The HIPAA Security Rule, formally the Security Standards for the Protection of Electronic Protected Health Information, was published in 2003 and took effect in 2005. It applies specifically to electronic protected health information (ePHI), unlike the Privacy Rule which covers all forms of PHI. The Security Rule requires covered entities and business associates to ensure the confidentiality (ePHI is not available to unauthorized persons), integrity (ePHI is not altered or destroyed without authorization), and availability (ePHI is accessible and usable when needed by authorized persons) of all ePHI they create, receive, maintain, or transmit.

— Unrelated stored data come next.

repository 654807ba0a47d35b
pub mod http;
use std::sync::Arc;

use async_trait::async_trait;

use crate::domain::worker::models::CreateWorkerCommand;
use crate::domain::worker::models::Worker;
use crate::domain::worker::models::WorkerId;
use crate::worker::errors::WorkerError;
use crate::worker::ports::WorkerRepository;
use crate::worker::ports::WorkerServicePort;
use crate::worker::validation;

/// Domain service implementation for worker operations.
pub struct WorkerService<WR>
where
    WR: WorkerRepository,
{
    repository: Arc<WR>,
}

impl<WR> WorkerService<WR>
where
    WR: WorkerRepository,
{
    /// Create a new worker service.
    ///
    /// # Arguments
    /// * `repository` - Worker persistence implementation
    pub fn new(repository: Arc<WR>) -> Self {
        Self { repository }
    }

    fn validate(worker: &Worker) -> Result<(), WorkerError> {
        validation::ensure_valid(worker).map_err(|violations| {
            tracing::warn!(
                worker_id = %worker.id,
                violations = violations.0.len(),
                "Worker validation failed"
            );
            WorkerError::ValidationFailed(violations)
        })
    }
}

#[async_trait]
impl<WR> WorkerServicePort for WorkerService<WR>
where
    WR: WorkerRepository,
{
    async fn read_all(&self) -> Result<Vec<Worker>, WorkerError> {
        self.repository.list_all().await
    }

    async fn read_by_id(&self, id: &WorkerId) -> Result<Worker, WorkerError> {
        self.repository
            .find_by_id(id)
            .await?
            .ok_or(WorkerError::NotFound(id.to_string()))
    }

    async fn create(&self, command: CreateWorkerCommand) -> Result<WorkerId, WorkerError> {
        let worker = command.into_worker(WorkerId::new());

        Self::validate(&worker)?;

        let created = self.repository.create(worker).await?;
        tracing::info!(worker_id = %created.id, "Worker created");

        Ok(created.id)
    }

    async fn update(&self, worker: Worker) -> Result<(), WorkerError> {
        Self::validate(&worker)?;

        let updated = self.repository.update(worker).await?;
        tracing::info!(worker_id = %updated.id, "Worker updated");

        Ok(())
    }

    async fn delete(&self, id: &WorkerId) -> Result<(), WorkerError> {
        self.repository.delete(id).await?;
        tracing::info!(worker_id = %id, "Worker deleted");

        Ok(())
    }
}
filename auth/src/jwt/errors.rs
use thiserror::Error;

/// Error type for JWT operations.
#[derive(Debug, Clone, Error, PartialEq, Eq)]
pub enum JwtError {
    #[error("Failed to encode token: {0}")]
    EncodingFailed(String),

    #[error("Failed to decode token: {0}")]
    DecodingFailed(String),

    #[error("Token is expired")]
    TokenExpired,

    #[error("Token is invalid: {0}")]
    InvalidToken(String),
}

The Security Rule is organized around three categories of safeguards. Administrative safeguards include risk analysis, risk management, workforce training, access management, and security incident procedures. Physical safeguards address facility access controls, workstation use and security, and device and media controls. Technical safeguards cover access controls, audit controls, integrity controls, person or entity authentication, and transmission security. Each safeguard category contains standards, and each standard has implementation specifications that are classified as either required (must be implemented) or addressable (must be assessed and either implemented or replaced with an equivalent alternative). The Security Rule is intentionally technology-neutral and scalable, allowing organizations of different sizes to implement appropriate solutions.

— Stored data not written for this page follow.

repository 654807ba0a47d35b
//! Worker field validation.
//!
//! Every rule is evaluated; the caller receives the full list of violations.

use chrono::DateTime;
use chrono::Utc;
use once_cell::sync::Lazy;
use regex::Regex;

use crate::worker::errors::Violation;
use crate::worker::errors::Violations;
use crate::worker::errors::WorkerField;
use crate::worker::models::Worker;

// Exactly twelve digits, e.g. 380672052196
static PHONE_REGEX: Lazy<Regex> = Lazy::new(|| Regex::new(r"^\d{12}$").unwrap());

// local@domain.tld with an optional second tld segment
static EMAIL_REGEX: Lazy<Regex> =
    Lazy::new(|| Regex::new(r"^[\w\-_.]+@[\w]+\.\w+(\.\w+)?$").unwrap());

/// Validate a worker against the current time.
pub fn validate(worker: &Worker) -> Vec<Violation> {
    validate_at(worker, Utc::now())
}

/// Validate a worker, treating `now` as the current moment.
pub fn validate_at(worker: &Worker, now: DateTime<Utc>) -> Vec<Violation> {
    let mut violations = Vec::new();

    if worker.id.is_empty() {
        violations.push(Violation::Empty(WorkerField::Id));
    }

    let required_fields = [
        (WorkerField::LastName, worker.last_name.as_str()),
        (WorkerField::Name, worker.name.as_str()),
        (WorkerField::Phone, worker.phone.as_str()),
    ];

    for (field, value) in required_fields {
        if value.trim().is_empty() {
            violations.push(Violation::Blank(field));
        }
    }

    if worker.birth_date > now {
        violations.push(Violation::InFuture(WorkerField::BirthDate));
    }

    if !is_valid_phone(&worker.phone) {
        violations.push(Violation::InvalidPhone(WorkerField::Phone));
    }

    if let Some(email) = &worker.email {
        if !is_valid_email(email) {
            violations.push(Violation::InvalidEmail(WorkerField::Email));
        }
    }

    violations
}

/// Validate a worker, folding any violations into a single error value.
pub fn ensure_valid(worker: &Worker) -> Result<(), Violations> {
    let violations = validate(worker);
    if violations.is_empty() {
        Ok(())
    } else {
        Err(Violations(violations))
    }
}

pub fn is_valid_phone(phone: &str) -> bool {
    PHONE_REGEX.is_match(phone)
}

pub fn is_valid_email(email: &str) -> bool {
    EMAIL_REGEX.is_match(email)
}
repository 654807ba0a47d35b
pub mod errors;
pub mod models;
pub mod ports;
pub mod service;
pub mod validation;
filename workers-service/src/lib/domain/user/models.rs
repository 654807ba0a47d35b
use std::fmt;

use uuid::Uuid;

use crate::user::errors::UserIdError;

/// Registered user.
#[derive(Debug, Clone, PartialEq, Eq)]
pub struct User {
    pub id: UserId,
    pub username: String,
    pub email: String,
    /// `HEX(hash)-HEX(salt)` as produced by [`auth::PasswordHasher`]
    pub password_hash: String,
}

/// User unique identifier type
#[derive(Debug, Clone, Copy, PartialEq, Eq, Hash)]
pub struct UserId(pub Uuid);

impl UserId {
    /// Generate a new random user ID.
    ///
    /// # Returns
    /// UserId with random UUID v4
    pub fn new() -> Self {
        Self(Uuid::new_v4())
    }

    /// Parse a user ID from string.
    ///
    /// # Arguments
    /// * `s` - UUID string to parse
    ///
    /// # Errors
    /// * `InvalidFormat` - String is not a valid UUID
    pub fn from_string(s: &str) -> Result<Self, UserIdError> {
        Uuid::parse_str(s)
            .map(UserId)
            .map_err(|e| UserIdError::InvalidFormat(e.to_string()))
    }
}

impl Default for UserId {
    fn default() -> Self {
        Self::new()
    }
}

impl fmt::Display for UserId {
    fn fmt(&self, f: &mut fmt::Formatter<'_>) -> fmt::Result {
        self.0.fmt(f)
    }
}

/// Credentials submitted on registration. Consumed once, never stored.
#[derive(Debug, Clone)]
pub struct RegistrationCredentials {
    pub username: String,
    pub email: String,
    pub password: String,
}

/// Credentials submitted on login. Consumed once, never stored.
#[derive(Debug, Clone)]
pub struct LoginCredentials {
    pub email: String,
    pub password: String,
}
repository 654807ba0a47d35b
pub mod repositories;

The Security Rule continues to evolve to address the modern threat landscape. Proposed 2025 updates include making encryption mandatory (rather than addressable), requiring multi-factor authentication, mandating annual security risk analyses, requiring vulnerability scanning and penetration testing, and establishing stricter requirements for network segmentation and asset inventory. These changes reflect the significant increase in healthcare data breaches and the growing sophistication of cyber threats targeting the healthcare sector. Organizations should proactively adopt these enhanced security measures even before they become mandatory, as they represent widely recognized best practices for protecting sensitive health information.